A proposal by Sports Club Co. Inc.'s four principal stockholders and their affiliates to take the Los Angeles-based chain private has been shelved.
Collapse of the proposed deal, which was first announced last February, was disclosed last week in a 10-K filing with the Securities and Exchange Commission and confirmed by company executives.
Under the proposal, shareholders would have received $2 for each share of common stock from a newly formed entity. That entity was to be owned by the principal stockholders, New York-based mixed-use property developer Millennium Partners, Sports Club Chief Executive Rex A. Licklider, company founder D. Michael Talla and Los Angeles-based Kayne Anderson Capital Advisors LP.
Sports Club was trading last week at about $1.40 a share.
The company will go ahead with plans to sell six of its nine fitness complexes to an affiliate of Millennium for $65 million. That portion of the deal is expected to be finalized this month.
After the sale, Sports Club will retain control of three Southern California clubs, while the Millennium affiliate will take over three facilities in New York and clubs in Boston, Washington D.C. and San Francisco.
"Basically, we just decided to do an asset sale, which is a single transaction with no other elements to it," said Licklider. "Once that is completed, we will have a ton of cash on the balance sheet. We will then, some time next year, decide what we will do with that cash. We may decide to go private, we may not."
Licklider added that, "if you don't have a clear cut picture about how you are going to grow a company to $1 billion in revenues, you probably shouldn't be a public company."
Sports Club will arrange for new financing secured by property in West Los Angeles. The financing, along with proceeds from the sales, will go toward retiring the company's outstanding $100 million of senior secured notes due in March 2006.
Meanwhile, the American Stock Exchange is still considering a de-listing because of the company's failure to file its financial reports in a timely manner. Last week, Sports Club filed two quarterly reports for this year and last year's annual report.
The growing appetite for fast-fashion stores, where merchandise is quickly restocked to keep on top of trends, gives local apparel manufacturers an edge against foreign competition, according to a report by global consulting firm Bain & Co.

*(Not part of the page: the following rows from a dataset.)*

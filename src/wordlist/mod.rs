// src/wordlist/mod.rs
use thiserror::Error;

pub mod standard;
pub mod store;
pub mod transfer;

pub use standard::{merge_sources, standard_options};
pub use store::WordListStore;
pub use transfer::{export_options, import_options, validate_options};

#[derive(Debug, Error)]
pub enum WordListError {
    #[error("IO error: {0}")]
    IoError(#[from] std::io::Error),

    #[error("JSON error: {0}")]
    JsonError(#[from] serde_json::Error),

    #[error("Persist error: {0}")]
    PersistError(#[from] tempfile::PersistError),

    #[error("Word list must be a JSON array")]
    NotAnArray,

    #[error("Invalid word list entry at index {0}: {1}")]
    InvalidOption(usize, String),

    #[error("No words to export")]
    NothingToExport,

    #[error("Could not determine a data directory")]
    NoDataDir,
}

pub type Result<T> = std::result::Result<T, WordListError>;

The report stresses that the proximity by local suppliers to U.S. fast-fashion stores could trump higher production costs. It's a "business model that enables a retailer or wholesaler to provide the customer more of what they want, when they want it," the report says.
Fast-fashion retail only accounted for about 1 percent of the 2004 market share in the United States. That's compared with 18 percent in Spain and 12 percent of the market share in the United Kingdom.
Los Angeles-based Forever 21 Inc., one of the locally based practitioners of fast fashion, is illustrative of the rapid growth potential. The company projects revenues could reach $1 billion this year, up from $640 million last year.
The numbers reflect a long-term shift in the market toward fast-fashion outlets. Fast-fashion is "redefining the consumer definition of fashion" and "radically changing consumer shopping behavior," the report concludes.
Vintage rock T-shirt maker Trunk Ltd. is revving up with an agreement to design and distribute Harley-Davidson Inc. sportswear.
The Harley-Davidson line will include limited edition crew shirts and sweatshirts that retail from $75 to $160. The items will feature retro Harley-Davidson imagery. Trunk, a Culver City-based division of the CINQ Group, sells Alice Cooper, ACDC, David Bowie, Kiss, Rolling Stones and other music shirts to specialty retailers throughout the country.
M. Fredric & Co. Inc., the Agoura Hills-based boutique chain just opened a men's store on Ventura Boulevard in Studio City. The store is the second men's store for the chain and pushes the total number of M. Fredric stores to 21. M. Fredric plans to open its third men's store in Marina del Rey in November.